» Exercise objective:
In the listing below, print exactly the lines from the first through the one that contains "none is configured".
▼▼▼
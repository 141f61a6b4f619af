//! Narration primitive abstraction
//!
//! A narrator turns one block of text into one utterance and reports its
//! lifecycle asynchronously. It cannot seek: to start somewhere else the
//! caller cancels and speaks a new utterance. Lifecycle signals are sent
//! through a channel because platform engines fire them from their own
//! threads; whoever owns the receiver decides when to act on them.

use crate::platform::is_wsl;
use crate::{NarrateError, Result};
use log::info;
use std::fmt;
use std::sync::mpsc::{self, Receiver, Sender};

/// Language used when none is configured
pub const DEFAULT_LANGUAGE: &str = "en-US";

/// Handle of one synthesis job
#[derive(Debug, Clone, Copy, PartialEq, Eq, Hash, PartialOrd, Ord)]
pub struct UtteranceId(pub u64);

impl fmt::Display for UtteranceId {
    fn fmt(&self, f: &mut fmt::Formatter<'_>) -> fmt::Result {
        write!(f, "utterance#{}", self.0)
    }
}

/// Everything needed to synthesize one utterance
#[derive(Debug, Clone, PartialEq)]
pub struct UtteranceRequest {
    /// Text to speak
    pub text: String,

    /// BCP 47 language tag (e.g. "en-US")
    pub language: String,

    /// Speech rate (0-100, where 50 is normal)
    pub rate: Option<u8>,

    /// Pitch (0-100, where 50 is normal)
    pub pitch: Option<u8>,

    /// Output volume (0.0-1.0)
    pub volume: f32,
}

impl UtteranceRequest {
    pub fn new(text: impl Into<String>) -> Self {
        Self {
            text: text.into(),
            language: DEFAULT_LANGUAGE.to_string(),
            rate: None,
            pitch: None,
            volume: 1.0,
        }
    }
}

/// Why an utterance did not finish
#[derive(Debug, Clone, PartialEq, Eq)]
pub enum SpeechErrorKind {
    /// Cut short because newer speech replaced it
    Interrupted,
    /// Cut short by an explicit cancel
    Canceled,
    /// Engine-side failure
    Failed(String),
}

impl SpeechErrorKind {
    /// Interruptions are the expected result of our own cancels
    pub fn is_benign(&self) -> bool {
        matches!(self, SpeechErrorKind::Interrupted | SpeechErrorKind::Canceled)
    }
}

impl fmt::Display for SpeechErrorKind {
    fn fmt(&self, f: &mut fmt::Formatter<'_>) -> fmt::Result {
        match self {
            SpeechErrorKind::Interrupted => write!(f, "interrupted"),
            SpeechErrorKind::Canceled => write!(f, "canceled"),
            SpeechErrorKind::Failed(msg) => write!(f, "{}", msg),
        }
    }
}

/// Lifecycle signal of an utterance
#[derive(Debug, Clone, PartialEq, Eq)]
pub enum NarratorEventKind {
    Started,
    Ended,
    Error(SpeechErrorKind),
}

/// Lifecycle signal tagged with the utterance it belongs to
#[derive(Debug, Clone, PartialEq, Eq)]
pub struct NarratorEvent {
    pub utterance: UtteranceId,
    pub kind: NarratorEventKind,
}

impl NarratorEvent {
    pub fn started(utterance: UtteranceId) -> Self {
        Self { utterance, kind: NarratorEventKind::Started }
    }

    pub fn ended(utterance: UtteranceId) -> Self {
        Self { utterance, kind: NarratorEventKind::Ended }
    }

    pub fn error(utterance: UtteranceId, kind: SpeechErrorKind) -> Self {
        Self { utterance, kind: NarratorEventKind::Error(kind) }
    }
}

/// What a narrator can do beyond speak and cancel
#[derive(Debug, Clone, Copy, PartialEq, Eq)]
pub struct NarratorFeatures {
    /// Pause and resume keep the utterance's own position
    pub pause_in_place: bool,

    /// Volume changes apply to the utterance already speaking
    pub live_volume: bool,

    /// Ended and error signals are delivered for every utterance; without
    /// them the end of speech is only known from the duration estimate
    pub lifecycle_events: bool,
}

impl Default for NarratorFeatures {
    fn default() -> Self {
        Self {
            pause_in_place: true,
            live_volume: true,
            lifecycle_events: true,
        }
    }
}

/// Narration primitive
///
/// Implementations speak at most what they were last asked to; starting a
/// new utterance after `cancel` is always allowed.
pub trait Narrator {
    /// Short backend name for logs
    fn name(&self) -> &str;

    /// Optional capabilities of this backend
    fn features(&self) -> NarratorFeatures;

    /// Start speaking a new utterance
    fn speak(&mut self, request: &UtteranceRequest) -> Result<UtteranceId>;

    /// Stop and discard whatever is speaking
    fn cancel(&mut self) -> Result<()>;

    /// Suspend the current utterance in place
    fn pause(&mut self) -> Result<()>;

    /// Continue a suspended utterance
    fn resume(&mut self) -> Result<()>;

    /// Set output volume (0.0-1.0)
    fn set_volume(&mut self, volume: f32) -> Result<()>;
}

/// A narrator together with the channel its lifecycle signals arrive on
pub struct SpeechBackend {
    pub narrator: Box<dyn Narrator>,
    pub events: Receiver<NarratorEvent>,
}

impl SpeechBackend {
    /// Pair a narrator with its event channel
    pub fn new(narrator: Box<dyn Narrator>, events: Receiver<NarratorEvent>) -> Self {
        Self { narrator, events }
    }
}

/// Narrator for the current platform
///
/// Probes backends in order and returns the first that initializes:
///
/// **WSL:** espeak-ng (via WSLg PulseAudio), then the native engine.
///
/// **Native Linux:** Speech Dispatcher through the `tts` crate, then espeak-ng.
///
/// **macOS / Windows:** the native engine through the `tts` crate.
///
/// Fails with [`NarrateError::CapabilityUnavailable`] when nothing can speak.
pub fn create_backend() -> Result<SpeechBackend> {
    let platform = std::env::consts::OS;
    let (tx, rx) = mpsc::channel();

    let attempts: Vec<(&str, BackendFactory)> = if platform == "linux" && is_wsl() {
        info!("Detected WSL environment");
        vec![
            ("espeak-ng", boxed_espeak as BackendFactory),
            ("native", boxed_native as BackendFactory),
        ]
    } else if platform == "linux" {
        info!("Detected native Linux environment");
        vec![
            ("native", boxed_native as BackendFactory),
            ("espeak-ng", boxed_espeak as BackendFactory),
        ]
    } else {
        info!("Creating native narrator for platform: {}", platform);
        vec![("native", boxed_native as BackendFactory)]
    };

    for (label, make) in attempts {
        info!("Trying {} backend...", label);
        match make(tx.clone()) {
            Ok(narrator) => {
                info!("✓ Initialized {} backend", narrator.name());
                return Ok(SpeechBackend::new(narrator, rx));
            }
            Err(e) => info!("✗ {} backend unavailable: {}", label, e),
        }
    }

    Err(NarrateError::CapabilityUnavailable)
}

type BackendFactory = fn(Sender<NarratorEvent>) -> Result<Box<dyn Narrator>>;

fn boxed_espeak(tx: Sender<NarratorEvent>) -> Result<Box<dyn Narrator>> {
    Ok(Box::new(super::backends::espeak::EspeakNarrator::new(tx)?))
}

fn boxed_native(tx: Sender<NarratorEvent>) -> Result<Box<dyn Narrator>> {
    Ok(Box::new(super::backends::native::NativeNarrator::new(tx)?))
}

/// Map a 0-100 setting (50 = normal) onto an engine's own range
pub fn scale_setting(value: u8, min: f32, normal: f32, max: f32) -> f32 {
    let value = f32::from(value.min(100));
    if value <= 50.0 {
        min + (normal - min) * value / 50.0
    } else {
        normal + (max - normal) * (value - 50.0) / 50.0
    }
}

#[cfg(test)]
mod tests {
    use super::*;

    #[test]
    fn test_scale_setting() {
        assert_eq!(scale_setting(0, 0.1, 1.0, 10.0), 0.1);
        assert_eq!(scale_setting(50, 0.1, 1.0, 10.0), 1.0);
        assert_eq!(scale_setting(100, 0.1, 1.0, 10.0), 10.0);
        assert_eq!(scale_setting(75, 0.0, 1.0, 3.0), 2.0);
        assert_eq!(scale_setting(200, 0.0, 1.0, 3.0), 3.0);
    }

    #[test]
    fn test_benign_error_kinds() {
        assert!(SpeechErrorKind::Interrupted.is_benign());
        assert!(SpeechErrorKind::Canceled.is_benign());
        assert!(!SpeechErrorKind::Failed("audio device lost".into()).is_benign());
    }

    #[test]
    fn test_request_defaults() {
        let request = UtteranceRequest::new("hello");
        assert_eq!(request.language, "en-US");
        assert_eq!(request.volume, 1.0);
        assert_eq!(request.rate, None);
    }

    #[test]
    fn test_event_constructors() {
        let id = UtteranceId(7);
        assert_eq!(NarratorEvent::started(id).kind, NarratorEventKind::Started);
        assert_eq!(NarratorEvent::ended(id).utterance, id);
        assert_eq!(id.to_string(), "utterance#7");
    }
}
▲▲▲
» Task solution:
repository 141f61a6b4f619af
//! Narration primitive abstraction
//!
//! A narrator turns one block of text into one utterance and reports its
//! lifecycle asynchronously. It cannot seek: to start somewhere else the
//! caller cancels and speaks a new utterance. Lifecycle signals are sent
//! through a channel because platform engines fire them from their own
//! threads; whoever owns the receiver decides when to act on them.

use crate::platform::is_wsl;
use crate::{NarrateError, Result};
use log::info;
use std::fmt;
use std::sync::mpsc::{self, Receiver, Sender};

/// Language used when none is configured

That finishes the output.